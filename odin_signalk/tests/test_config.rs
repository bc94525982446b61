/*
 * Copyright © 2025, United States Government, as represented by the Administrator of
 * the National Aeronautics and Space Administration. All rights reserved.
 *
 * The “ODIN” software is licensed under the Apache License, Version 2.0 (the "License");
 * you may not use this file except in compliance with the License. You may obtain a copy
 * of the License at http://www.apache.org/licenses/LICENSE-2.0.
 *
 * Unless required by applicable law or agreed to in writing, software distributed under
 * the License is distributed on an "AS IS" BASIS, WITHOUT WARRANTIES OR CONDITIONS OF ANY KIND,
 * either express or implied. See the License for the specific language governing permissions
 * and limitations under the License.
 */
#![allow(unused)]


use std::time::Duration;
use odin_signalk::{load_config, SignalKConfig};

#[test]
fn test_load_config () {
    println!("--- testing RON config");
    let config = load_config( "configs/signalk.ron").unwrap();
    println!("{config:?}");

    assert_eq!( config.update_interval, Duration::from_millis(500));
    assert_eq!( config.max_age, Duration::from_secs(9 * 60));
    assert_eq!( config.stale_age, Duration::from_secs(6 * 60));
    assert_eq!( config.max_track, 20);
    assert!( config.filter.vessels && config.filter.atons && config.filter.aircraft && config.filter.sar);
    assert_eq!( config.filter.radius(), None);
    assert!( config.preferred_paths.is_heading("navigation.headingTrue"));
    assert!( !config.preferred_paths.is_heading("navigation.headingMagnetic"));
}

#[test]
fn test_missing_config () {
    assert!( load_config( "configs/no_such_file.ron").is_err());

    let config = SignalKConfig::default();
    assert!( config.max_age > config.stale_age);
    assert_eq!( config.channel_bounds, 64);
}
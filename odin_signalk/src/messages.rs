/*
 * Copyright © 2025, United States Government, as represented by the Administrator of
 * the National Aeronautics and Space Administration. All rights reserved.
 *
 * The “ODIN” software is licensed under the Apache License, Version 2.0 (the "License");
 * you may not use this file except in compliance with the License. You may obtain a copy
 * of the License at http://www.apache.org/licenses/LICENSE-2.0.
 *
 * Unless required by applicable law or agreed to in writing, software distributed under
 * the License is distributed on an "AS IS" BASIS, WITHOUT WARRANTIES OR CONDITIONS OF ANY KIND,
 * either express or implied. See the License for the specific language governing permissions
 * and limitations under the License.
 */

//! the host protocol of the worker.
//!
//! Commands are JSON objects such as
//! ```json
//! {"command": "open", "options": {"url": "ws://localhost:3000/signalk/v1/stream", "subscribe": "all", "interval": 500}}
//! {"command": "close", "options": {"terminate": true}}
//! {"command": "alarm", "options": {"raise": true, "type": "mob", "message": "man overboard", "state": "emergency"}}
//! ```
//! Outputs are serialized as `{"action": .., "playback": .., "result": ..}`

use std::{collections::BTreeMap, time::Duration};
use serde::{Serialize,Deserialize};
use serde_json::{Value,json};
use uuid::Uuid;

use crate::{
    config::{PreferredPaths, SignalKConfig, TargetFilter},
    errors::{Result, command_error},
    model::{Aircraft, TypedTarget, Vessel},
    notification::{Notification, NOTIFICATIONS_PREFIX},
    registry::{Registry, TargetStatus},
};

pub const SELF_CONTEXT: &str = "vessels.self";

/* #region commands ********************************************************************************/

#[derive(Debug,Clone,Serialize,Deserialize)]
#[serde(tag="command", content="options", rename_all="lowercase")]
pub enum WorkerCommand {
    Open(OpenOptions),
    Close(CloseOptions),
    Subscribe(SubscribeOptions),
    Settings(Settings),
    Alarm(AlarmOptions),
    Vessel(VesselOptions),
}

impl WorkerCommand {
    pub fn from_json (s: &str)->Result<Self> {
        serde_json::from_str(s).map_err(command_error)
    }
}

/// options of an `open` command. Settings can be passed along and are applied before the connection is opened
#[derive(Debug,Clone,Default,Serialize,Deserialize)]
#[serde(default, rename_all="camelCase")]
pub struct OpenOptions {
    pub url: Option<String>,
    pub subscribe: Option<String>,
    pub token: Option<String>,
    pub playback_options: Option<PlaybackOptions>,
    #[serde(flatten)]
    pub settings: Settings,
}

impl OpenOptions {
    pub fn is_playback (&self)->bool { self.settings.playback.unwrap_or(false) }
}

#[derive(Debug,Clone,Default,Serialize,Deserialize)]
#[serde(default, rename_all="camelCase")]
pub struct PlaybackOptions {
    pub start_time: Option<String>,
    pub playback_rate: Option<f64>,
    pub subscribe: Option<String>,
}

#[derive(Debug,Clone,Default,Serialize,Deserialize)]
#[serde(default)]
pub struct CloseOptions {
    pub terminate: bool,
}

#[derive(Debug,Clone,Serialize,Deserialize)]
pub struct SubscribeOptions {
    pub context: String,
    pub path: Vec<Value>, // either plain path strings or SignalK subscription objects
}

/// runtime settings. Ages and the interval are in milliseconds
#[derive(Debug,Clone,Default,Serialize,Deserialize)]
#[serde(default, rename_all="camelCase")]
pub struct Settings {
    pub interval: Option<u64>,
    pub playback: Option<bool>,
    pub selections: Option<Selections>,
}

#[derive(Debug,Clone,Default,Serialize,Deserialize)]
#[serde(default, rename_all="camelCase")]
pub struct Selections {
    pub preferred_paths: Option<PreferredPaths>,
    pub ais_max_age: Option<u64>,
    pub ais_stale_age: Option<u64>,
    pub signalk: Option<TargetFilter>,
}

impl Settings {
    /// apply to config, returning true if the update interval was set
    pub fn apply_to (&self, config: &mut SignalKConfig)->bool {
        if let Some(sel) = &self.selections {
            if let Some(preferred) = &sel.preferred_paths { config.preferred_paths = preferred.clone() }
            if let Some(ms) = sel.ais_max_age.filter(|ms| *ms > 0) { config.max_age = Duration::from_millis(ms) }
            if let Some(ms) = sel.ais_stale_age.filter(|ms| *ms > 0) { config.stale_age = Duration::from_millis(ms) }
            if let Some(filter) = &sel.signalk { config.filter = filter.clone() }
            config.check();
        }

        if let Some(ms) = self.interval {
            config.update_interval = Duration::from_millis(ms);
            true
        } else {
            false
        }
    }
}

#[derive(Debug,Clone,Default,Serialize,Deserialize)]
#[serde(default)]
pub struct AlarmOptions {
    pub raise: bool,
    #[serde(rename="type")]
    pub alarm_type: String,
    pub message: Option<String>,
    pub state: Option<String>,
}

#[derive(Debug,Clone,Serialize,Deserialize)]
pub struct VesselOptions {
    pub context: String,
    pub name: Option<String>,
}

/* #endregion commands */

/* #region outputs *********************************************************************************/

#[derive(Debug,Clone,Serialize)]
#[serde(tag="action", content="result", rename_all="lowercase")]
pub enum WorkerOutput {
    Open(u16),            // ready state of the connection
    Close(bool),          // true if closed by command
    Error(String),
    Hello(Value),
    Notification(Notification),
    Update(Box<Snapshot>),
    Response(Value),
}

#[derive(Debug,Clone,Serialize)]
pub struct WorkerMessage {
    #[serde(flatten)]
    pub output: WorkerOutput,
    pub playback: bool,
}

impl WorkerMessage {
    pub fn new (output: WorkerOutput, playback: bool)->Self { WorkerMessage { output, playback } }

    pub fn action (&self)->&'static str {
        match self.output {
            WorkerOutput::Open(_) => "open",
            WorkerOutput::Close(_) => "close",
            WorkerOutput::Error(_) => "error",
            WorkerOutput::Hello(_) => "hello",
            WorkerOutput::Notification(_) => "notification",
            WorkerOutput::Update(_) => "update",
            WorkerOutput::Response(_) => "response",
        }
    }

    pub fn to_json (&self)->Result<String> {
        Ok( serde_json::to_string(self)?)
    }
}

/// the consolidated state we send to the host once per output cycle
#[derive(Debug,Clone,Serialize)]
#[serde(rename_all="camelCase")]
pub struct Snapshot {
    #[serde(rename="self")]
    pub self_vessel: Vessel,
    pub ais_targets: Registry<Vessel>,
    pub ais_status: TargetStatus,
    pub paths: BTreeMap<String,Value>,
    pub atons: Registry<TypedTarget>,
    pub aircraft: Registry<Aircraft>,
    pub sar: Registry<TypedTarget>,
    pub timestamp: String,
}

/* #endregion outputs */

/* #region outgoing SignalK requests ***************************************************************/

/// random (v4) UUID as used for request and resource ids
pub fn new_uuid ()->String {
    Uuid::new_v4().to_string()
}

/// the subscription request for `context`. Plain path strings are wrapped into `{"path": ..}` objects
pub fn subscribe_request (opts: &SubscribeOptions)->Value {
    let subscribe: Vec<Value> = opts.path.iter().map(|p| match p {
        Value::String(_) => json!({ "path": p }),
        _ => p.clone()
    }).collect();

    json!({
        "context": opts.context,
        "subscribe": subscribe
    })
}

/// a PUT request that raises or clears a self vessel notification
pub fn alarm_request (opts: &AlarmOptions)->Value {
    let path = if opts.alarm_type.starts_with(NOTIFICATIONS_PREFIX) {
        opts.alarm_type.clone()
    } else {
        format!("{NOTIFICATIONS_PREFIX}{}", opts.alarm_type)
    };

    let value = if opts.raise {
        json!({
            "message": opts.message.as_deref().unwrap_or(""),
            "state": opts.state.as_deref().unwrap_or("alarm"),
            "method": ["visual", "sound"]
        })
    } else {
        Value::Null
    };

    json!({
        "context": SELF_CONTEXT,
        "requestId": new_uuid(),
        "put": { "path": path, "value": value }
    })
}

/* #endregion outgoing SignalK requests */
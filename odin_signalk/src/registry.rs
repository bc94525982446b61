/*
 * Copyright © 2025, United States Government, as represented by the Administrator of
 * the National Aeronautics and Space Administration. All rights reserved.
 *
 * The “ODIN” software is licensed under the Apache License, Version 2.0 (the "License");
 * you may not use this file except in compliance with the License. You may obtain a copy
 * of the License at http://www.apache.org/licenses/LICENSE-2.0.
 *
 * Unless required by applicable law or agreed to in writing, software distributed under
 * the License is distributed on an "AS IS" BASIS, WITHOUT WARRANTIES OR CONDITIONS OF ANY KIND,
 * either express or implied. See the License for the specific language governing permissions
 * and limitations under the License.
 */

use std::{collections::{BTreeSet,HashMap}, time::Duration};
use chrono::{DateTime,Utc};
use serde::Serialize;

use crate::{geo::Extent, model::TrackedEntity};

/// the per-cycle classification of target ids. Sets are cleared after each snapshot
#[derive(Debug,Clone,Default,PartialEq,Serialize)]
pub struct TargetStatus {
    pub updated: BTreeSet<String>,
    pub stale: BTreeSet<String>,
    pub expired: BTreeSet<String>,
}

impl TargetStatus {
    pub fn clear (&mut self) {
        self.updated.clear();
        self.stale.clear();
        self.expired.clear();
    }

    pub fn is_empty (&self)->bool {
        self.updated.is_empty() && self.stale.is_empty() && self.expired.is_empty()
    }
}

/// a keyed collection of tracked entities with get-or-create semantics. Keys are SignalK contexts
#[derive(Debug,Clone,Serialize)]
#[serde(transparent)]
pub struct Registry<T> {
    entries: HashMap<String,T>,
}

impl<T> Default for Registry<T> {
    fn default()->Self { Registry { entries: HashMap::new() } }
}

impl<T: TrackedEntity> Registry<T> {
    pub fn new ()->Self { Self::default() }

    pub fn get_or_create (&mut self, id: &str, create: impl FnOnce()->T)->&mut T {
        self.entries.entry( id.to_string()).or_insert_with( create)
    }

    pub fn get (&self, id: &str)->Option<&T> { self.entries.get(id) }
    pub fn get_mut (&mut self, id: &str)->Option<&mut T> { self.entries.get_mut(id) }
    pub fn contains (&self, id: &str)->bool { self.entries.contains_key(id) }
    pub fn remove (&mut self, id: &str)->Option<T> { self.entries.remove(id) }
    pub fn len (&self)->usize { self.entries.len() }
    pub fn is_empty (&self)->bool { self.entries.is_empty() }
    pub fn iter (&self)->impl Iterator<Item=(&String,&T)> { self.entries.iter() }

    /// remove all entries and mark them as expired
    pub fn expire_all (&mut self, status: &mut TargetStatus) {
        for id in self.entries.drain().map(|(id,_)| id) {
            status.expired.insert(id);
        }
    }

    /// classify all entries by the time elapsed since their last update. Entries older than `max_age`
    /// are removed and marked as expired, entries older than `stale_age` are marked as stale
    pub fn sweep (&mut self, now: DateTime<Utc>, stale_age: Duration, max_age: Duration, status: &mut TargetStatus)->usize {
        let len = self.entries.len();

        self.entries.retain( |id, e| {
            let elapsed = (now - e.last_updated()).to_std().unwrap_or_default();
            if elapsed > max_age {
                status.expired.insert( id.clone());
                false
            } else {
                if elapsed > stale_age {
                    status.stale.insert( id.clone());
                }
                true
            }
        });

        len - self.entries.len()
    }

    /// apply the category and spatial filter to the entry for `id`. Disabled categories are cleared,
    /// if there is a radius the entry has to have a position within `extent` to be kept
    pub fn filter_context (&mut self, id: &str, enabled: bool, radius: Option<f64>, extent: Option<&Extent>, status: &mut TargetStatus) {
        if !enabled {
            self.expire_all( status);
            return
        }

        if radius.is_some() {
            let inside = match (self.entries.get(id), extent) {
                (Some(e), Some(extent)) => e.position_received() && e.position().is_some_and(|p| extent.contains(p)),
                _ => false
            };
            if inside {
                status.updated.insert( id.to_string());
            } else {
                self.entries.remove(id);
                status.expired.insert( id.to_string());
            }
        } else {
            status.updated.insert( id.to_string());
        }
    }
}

_ _ _ _ _

- _WORK TO BE COMPLETED_
Everything from the line containing "status.expired.insert( id.to_string());" to the last line of the entries above should be quoted exactly, and only that.

- _WRITTEN RESPONSE_
                status.expired.insert( id.to_string());
            }
        } else {
            status.updated.insert( id.to_string());
        }
    }
}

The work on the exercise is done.